Saved entries |

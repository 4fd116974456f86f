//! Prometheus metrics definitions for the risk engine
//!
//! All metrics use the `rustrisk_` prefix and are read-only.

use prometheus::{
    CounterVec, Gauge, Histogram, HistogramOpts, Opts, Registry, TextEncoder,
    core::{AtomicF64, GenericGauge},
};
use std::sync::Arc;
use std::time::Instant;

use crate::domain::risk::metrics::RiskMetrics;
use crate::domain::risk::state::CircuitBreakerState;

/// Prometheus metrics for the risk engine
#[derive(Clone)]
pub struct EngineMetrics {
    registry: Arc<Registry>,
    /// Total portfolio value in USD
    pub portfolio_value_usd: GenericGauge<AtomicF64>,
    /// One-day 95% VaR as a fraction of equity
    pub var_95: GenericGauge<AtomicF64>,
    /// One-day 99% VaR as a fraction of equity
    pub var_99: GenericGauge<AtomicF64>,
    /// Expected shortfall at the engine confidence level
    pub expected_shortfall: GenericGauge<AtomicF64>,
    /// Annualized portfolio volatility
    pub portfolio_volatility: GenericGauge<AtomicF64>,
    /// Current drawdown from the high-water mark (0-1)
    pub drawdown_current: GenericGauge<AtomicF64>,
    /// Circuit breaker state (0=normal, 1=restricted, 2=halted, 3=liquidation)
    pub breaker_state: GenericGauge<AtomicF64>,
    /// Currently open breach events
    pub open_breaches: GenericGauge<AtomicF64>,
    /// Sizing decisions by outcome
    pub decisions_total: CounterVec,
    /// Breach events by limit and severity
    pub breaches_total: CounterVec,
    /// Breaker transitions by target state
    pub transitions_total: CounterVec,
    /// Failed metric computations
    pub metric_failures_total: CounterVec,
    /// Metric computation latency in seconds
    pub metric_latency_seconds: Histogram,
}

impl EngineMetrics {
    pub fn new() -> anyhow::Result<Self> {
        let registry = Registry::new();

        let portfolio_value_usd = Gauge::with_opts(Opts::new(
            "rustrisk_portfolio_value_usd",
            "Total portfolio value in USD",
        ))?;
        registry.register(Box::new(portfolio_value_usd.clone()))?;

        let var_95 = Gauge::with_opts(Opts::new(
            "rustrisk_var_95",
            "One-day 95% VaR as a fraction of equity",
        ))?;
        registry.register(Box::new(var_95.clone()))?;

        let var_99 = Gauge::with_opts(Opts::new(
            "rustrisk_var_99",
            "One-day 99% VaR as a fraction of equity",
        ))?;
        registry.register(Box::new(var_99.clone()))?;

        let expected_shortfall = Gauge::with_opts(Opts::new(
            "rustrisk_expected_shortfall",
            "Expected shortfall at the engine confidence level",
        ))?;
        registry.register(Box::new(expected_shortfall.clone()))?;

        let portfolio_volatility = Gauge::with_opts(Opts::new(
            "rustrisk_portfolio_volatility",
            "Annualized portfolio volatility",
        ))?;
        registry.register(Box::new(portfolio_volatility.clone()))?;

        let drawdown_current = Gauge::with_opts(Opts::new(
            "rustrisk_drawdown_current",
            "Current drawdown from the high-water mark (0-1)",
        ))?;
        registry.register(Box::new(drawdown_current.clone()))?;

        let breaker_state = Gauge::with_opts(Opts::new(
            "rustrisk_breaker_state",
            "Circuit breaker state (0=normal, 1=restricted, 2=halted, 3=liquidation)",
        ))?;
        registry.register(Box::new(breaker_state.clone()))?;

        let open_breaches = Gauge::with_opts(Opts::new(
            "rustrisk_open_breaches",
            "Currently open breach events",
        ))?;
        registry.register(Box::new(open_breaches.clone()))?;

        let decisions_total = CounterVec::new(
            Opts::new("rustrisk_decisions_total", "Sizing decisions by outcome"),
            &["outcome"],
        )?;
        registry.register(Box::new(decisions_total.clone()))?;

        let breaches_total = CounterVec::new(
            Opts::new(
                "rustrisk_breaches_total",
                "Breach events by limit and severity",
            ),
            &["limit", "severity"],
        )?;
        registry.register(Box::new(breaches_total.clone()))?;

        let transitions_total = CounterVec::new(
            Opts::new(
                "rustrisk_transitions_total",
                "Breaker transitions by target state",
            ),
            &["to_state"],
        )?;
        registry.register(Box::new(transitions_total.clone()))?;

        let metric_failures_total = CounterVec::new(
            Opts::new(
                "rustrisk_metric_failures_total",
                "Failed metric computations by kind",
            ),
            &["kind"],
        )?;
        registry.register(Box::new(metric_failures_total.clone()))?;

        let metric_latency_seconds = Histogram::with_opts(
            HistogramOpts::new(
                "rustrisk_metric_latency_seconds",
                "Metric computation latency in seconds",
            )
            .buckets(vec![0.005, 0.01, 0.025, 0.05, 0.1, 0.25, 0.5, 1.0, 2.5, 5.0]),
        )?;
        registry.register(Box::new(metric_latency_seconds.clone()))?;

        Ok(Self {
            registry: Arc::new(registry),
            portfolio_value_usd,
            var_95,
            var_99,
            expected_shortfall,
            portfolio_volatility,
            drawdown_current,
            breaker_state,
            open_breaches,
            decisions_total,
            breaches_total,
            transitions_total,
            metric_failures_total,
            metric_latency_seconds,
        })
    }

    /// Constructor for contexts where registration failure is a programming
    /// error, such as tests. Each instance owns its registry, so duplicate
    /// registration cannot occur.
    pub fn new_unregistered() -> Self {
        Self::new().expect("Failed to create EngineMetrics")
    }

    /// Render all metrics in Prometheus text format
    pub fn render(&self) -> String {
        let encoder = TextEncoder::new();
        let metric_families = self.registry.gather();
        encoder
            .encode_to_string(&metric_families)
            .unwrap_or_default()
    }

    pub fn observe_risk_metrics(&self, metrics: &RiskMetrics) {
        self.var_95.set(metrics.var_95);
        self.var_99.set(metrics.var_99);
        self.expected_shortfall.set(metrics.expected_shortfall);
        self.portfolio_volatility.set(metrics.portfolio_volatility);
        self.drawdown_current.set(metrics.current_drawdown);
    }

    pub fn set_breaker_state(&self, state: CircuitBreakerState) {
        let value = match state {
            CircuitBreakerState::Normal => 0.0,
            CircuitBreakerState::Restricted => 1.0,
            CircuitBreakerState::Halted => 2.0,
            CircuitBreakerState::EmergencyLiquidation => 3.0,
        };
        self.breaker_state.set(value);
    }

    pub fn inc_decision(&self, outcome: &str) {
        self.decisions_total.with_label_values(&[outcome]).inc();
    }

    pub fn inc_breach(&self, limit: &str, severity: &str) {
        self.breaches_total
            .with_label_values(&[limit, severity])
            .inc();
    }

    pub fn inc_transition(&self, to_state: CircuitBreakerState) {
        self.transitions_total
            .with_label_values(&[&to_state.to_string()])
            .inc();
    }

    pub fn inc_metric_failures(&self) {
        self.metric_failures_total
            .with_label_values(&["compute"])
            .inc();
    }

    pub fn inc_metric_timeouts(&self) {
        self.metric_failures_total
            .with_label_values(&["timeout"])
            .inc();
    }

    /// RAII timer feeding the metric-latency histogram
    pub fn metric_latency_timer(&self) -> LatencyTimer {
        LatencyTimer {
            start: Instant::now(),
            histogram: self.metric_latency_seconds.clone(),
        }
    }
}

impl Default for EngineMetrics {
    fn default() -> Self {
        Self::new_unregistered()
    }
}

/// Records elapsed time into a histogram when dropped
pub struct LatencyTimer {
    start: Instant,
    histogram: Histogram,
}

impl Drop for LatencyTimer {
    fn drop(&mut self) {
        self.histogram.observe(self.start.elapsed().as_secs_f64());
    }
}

...

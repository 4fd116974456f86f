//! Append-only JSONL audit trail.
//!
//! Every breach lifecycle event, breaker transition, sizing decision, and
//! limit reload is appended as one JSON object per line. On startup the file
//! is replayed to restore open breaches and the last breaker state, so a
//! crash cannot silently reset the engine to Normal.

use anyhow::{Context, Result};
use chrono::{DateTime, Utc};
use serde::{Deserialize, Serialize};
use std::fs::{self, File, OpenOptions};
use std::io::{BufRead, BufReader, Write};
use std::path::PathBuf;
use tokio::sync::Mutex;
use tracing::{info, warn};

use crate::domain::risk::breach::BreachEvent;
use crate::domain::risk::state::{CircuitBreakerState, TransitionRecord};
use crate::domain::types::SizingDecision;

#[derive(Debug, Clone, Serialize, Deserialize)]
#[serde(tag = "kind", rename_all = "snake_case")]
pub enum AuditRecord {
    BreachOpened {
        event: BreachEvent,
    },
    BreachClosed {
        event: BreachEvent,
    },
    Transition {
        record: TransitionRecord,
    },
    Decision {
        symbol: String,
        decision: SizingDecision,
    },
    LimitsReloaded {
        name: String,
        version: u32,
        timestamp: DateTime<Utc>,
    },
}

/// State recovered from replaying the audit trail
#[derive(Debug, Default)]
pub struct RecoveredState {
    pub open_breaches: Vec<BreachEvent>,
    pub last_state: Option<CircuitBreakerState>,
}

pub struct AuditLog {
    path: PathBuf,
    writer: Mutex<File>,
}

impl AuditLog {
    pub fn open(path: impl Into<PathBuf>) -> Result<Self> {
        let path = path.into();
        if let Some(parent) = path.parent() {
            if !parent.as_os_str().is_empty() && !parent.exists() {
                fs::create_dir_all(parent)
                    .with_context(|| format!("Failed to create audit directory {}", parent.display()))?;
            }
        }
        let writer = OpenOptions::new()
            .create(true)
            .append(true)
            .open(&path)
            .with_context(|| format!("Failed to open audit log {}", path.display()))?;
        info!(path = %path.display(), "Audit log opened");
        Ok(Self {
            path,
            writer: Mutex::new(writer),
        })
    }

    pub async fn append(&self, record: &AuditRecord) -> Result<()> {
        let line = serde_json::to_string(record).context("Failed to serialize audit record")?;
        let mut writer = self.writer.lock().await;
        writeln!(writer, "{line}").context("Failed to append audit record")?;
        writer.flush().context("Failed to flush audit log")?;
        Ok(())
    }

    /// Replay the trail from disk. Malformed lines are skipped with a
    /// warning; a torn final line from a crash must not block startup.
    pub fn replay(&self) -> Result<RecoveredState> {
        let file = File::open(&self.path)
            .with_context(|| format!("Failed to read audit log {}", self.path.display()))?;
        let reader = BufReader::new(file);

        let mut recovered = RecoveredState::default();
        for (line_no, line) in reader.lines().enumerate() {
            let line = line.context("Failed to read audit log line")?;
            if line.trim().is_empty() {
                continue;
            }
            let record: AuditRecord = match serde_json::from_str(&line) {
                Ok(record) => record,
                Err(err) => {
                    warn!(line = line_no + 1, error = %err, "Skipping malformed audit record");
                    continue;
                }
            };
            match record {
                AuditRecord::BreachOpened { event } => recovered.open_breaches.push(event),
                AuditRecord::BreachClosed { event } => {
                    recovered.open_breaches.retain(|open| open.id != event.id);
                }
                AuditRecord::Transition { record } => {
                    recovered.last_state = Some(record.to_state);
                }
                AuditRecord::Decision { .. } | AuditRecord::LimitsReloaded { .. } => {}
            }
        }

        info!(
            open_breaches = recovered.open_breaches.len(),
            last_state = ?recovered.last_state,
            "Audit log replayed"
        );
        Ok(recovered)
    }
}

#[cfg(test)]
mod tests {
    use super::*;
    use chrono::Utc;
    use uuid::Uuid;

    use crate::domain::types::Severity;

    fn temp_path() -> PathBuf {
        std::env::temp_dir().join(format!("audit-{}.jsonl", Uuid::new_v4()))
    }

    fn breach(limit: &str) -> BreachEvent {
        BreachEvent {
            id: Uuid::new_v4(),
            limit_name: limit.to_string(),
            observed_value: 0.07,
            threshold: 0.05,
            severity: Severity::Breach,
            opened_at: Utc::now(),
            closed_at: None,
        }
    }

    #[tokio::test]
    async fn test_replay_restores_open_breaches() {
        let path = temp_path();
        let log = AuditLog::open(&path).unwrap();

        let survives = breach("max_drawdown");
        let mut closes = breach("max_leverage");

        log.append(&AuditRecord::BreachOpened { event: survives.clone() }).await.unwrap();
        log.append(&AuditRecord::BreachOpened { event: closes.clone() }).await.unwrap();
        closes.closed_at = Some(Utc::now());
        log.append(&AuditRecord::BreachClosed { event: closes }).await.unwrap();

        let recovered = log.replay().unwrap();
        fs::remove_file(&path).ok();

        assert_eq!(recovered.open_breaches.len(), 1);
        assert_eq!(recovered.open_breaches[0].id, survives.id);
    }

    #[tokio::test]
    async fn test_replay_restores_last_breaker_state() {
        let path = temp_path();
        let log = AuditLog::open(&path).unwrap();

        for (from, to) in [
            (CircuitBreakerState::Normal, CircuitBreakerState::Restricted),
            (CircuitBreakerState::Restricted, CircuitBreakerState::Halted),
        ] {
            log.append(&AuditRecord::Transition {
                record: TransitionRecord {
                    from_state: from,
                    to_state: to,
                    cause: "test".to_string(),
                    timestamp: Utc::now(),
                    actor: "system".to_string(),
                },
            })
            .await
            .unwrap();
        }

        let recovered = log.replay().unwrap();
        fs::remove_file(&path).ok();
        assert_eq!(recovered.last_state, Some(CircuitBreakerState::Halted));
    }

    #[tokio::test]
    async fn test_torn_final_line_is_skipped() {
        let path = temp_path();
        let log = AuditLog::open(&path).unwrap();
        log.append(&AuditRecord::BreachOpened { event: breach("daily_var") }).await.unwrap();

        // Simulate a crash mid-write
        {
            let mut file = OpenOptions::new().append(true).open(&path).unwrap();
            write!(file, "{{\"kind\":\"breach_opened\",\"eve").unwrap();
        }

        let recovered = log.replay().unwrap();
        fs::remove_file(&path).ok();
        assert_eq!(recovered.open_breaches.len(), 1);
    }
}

Problem | Sift through the entries and copy every line with "Instant".

Expected answer |
use std::time::Instant;
            start: Instant::now(),
    start: Instant,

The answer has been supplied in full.